TASK TO COMPLETE - Return, exactly and in full, the lines of the records below starting at the one with "pub fn bundler(mut" and ending at the one with "pub fn clock(mut", and no other lines.
•••
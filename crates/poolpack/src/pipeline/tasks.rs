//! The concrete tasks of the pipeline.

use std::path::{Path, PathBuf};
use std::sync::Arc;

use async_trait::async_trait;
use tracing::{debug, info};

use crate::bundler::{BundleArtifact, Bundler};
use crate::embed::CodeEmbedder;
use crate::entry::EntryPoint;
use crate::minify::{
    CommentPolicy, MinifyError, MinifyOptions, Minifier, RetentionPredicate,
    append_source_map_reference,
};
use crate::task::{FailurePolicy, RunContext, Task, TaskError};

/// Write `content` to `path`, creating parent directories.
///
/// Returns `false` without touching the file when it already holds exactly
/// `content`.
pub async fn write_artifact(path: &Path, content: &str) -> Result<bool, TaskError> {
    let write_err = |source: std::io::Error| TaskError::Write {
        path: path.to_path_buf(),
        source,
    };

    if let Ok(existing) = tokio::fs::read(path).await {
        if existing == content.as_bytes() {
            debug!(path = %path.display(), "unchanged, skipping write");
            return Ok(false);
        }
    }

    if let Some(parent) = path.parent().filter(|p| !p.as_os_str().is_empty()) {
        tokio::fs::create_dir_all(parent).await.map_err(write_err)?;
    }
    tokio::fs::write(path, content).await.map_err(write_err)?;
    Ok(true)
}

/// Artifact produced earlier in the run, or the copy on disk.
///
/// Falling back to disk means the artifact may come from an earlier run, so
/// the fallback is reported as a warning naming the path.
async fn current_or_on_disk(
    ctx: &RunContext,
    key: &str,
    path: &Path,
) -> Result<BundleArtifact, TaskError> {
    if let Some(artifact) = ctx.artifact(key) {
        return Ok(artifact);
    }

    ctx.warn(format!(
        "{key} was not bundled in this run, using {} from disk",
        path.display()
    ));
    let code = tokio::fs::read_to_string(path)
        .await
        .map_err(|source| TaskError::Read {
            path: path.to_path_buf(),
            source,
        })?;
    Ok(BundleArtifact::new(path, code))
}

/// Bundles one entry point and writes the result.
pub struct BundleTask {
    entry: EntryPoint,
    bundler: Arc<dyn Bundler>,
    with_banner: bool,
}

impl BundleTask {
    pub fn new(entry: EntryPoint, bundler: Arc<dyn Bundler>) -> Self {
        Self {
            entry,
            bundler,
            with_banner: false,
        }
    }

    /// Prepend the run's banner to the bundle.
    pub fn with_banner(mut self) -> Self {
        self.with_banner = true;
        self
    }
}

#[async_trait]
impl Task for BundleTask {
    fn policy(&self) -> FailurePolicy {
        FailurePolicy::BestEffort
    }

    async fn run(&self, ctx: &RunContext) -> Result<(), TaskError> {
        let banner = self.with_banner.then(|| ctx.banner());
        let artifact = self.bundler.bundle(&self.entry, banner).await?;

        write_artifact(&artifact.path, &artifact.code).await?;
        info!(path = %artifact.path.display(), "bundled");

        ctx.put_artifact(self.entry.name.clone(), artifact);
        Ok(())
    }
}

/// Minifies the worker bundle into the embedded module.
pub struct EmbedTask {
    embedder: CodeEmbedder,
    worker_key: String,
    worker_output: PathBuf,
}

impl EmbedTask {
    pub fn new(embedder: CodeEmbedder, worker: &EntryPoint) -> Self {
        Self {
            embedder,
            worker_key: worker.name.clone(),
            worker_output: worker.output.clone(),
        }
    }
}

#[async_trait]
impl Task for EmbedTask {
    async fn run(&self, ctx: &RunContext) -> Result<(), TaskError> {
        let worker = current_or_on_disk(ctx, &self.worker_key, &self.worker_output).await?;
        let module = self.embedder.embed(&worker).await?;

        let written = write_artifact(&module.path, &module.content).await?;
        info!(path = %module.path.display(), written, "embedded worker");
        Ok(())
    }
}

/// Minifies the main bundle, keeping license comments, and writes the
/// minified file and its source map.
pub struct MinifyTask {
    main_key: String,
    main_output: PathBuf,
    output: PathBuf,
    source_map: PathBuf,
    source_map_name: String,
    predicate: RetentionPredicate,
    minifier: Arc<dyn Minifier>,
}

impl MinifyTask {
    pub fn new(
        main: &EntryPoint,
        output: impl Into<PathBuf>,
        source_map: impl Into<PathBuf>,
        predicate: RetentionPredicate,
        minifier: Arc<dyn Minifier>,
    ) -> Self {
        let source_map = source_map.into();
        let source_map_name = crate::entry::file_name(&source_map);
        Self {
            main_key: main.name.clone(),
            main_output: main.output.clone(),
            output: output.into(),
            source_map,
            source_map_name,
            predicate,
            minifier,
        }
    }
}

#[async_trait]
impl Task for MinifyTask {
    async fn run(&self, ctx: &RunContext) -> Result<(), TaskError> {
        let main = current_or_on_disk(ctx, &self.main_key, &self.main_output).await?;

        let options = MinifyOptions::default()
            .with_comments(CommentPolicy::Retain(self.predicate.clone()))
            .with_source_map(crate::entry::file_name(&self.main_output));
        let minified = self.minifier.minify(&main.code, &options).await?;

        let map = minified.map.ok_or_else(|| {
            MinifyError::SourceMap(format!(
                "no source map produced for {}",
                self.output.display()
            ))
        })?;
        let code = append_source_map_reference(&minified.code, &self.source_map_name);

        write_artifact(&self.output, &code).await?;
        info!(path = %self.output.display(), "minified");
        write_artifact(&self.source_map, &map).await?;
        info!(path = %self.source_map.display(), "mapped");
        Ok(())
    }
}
•••
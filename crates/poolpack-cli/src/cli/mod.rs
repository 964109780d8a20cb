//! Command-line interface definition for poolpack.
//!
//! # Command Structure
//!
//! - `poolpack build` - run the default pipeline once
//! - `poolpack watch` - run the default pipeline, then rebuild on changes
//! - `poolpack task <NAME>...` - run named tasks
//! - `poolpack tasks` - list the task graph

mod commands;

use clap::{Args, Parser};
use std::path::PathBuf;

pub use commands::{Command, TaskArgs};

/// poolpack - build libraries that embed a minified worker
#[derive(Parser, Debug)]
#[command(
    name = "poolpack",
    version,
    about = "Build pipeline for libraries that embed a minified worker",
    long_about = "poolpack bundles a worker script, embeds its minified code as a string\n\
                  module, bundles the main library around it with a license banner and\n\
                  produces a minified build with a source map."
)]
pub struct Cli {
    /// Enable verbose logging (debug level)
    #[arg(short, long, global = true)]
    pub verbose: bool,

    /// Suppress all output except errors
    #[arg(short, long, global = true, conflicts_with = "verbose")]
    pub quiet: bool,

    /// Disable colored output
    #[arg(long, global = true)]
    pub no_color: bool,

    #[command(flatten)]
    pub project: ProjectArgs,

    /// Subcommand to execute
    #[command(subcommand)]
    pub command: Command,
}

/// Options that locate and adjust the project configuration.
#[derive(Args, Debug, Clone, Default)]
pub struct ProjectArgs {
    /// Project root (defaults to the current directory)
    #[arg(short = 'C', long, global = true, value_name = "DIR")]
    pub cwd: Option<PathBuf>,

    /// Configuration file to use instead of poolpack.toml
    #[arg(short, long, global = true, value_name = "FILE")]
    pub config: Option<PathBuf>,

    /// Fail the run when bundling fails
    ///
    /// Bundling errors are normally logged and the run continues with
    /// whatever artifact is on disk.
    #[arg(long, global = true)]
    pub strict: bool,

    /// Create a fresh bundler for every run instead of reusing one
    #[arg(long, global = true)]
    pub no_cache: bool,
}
•••
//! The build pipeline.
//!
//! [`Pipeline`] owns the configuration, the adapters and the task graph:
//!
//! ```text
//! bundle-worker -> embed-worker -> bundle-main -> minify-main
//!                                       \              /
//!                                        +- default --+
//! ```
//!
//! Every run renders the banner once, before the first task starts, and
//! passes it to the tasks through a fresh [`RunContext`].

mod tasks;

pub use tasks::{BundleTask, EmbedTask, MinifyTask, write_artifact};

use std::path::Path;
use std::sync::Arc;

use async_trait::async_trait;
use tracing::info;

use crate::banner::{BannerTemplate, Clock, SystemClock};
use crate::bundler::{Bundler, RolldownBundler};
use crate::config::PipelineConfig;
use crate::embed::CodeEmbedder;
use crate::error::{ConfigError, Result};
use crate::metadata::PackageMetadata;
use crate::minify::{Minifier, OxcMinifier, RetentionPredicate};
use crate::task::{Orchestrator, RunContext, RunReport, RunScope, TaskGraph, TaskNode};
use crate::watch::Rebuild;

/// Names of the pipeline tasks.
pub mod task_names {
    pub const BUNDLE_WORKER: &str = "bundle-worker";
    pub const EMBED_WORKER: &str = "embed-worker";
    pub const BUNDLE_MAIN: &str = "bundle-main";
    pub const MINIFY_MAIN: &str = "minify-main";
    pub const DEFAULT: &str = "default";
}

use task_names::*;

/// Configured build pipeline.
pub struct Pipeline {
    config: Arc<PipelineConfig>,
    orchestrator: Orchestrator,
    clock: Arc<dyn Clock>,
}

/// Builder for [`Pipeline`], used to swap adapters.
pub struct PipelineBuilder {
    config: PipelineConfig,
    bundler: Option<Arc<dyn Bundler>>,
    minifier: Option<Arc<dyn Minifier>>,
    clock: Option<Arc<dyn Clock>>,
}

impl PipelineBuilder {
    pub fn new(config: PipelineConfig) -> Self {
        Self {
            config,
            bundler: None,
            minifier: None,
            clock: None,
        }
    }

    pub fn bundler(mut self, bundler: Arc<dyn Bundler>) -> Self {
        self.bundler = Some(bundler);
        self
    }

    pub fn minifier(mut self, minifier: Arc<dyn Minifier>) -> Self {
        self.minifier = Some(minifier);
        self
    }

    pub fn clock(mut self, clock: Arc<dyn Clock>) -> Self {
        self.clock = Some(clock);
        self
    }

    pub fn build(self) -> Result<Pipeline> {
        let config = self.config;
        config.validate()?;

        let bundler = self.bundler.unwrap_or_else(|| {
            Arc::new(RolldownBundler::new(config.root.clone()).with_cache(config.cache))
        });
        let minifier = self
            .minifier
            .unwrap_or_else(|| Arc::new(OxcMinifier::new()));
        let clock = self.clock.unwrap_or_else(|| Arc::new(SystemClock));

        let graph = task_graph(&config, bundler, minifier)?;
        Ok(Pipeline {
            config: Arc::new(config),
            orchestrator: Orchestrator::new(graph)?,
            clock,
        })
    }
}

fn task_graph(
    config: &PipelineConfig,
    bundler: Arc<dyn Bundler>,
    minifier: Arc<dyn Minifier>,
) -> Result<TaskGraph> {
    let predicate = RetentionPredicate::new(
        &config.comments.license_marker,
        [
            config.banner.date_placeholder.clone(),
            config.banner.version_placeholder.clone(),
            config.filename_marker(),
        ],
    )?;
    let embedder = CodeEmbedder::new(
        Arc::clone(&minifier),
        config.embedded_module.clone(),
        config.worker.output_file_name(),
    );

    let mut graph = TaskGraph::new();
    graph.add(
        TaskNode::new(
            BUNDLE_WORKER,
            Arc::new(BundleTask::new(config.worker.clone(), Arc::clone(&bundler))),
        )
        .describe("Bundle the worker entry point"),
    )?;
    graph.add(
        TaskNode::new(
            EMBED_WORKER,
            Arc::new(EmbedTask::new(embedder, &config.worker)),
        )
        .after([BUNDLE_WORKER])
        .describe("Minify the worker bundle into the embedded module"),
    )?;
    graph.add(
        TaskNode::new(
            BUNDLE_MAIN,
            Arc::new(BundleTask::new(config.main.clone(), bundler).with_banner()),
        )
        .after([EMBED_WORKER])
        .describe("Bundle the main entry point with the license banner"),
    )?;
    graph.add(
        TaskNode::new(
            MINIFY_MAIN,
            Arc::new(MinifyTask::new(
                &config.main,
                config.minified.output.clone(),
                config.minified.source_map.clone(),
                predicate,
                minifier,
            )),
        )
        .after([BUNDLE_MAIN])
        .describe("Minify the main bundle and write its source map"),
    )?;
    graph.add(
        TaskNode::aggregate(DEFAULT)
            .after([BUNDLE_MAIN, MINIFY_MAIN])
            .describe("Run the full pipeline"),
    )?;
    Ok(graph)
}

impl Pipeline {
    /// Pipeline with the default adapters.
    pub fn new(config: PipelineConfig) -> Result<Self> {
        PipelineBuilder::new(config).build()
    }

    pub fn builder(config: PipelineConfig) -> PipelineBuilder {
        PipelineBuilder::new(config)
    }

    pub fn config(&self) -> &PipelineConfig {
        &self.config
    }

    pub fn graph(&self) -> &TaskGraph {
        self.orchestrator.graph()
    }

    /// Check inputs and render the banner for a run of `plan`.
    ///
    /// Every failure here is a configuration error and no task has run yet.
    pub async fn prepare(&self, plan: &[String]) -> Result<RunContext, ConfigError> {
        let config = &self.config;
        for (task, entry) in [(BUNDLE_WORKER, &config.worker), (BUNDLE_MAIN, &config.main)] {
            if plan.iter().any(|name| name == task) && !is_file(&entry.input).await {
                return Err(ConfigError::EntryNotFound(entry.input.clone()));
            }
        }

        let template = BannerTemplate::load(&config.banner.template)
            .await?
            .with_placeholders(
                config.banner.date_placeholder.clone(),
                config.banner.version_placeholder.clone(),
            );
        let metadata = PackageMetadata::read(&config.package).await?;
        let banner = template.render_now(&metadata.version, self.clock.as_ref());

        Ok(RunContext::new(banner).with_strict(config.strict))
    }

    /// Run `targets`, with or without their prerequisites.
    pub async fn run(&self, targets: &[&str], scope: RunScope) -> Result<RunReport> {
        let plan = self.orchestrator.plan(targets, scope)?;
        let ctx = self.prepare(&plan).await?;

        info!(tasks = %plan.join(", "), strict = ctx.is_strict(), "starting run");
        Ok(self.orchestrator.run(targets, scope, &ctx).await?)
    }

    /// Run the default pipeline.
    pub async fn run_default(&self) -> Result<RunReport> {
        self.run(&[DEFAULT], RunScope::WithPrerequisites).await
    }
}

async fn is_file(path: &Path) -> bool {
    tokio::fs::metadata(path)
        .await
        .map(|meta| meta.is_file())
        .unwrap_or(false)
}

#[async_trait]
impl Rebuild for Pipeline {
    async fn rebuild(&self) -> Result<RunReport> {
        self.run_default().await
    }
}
•••
EXERCISE SOLUTION -
    pub fn bundler(mut self, bundler: Arc<dyn Bundler>) -> Self {
        self.bundler = Some(bundler);
        self
    }

    pub fn minifier(mut self, minifier: Arc<dyn Minifier>) -> Self {
        self.minifier = Some(minifier);
        self
    }

    pub fn clock(mut self, clock: Arc<dyn Clock>) -> Self {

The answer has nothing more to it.